- _WHAT YOU ARE ASKED TO DO_
Return the records exactly, keeping every line as it is.

- _INFORMATION SHOWN_
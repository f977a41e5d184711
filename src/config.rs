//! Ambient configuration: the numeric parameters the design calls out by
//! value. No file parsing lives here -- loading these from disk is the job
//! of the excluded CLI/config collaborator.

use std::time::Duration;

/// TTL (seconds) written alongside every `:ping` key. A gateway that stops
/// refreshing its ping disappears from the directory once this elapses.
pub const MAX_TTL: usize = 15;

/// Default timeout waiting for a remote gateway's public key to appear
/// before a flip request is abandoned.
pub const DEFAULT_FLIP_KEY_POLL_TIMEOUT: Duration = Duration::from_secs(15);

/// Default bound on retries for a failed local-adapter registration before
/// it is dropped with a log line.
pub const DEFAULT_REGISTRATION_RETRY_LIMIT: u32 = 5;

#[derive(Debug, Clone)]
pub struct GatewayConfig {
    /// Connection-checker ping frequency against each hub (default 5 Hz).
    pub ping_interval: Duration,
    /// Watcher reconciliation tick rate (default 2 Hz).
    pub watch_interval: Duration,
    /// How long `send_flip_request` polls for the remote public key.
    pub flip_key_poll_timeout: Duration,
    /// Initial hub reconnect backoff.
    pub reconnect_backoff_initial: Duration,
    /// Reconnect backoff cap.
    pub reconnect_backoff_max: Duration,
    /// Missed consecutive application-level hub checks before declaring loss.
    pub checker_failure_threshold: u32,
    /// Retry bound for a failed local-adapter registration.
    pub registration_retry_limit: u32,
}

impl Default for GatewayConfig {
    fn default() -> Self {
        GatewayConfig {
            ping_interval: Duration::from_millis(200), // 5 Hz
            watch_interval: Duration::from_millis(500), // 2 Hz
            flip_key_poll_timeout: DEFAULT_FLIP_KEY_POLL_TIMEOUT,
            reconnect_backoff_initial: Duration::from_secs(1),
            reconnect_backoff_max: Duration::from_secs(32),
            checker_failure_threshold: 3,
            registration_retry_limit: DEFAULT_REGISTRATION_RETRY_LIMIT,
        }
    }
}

- _FINAL ANSWER_
repository f977a41e5d184711
filename src/config.rs
//! Ambient configuration: the numeric parameters the design calls out by
//! value. No file parsing lives here -- loading these from disk is the job
//! of the excluded CLI/config collaborator.

use std::time::Duration;

/// TTL (seconds) written alongside every `:ping` key. A gateway that stops
/// refreshing its ping disappears from the directory once this elapses.
pub const MAX_TTL: usize = 15;

/// Default timeout waiting for a remote gateway's public key to appear
/// before a flip request is abandoned.
pub const DEFAULT_FLIP_KEY_POLL_TIMEOUT: Duration = Duration::from_secs(15);

/// Default bound on retries for a failed local-adapter registration before
/// it is dropped with a log line.
pub const DEFAULT_REGISTRATION_RETRY_LIMIT: u32 = 5;

#[derive(Debug, Clone)]
pub struct GatewayConfig {
    /// Connection-checker ping frequency against each hub (default 5 Hz).
    pub ping_interval: Duration,
    /// Watcher reconciliation tick rate (default 2 Hz).
    pub watch_interval: Duration,
    /// How long `send_flip_request` polls for the remote public key.
    pub flip_key_poll_timeout: Duration,
    /// Initial hub reconnect backoff.
    pub reconnect_backoff_initial: Duration,
    /// Reconnect backoff cap.
    pub reconnect_backoff_max: Duration,
    /// Missed consecutive application-level hub checks before declaring loss.
    pub checker_failure_threshold: u32,
    /// Retry bound for a failed local-adapter registration.
    pub registration_retry_limit: u32,
}

impl Default for GatewayConfig {
    fn default() -> Self {
        GatewayConfig {
            ping_interval: Duration::from_millis(200), // 5 Hz
            watch_interval: Duration::from_millis(500), // 2 Hz
            flip_key_poll_timeout: DEFAULT_FLIP_KEY_POLL_TIMEOUT,
            reconnect_backoff_initial: Duration::from_secs(1),
            reconnect_backoff_max: Duration::from_secs(32),
            checker_failure_threshold: 3,
            registration_retry_limit: DEFAULT_REGISTRATION_RETRY_LIMIT,
        }
    }
}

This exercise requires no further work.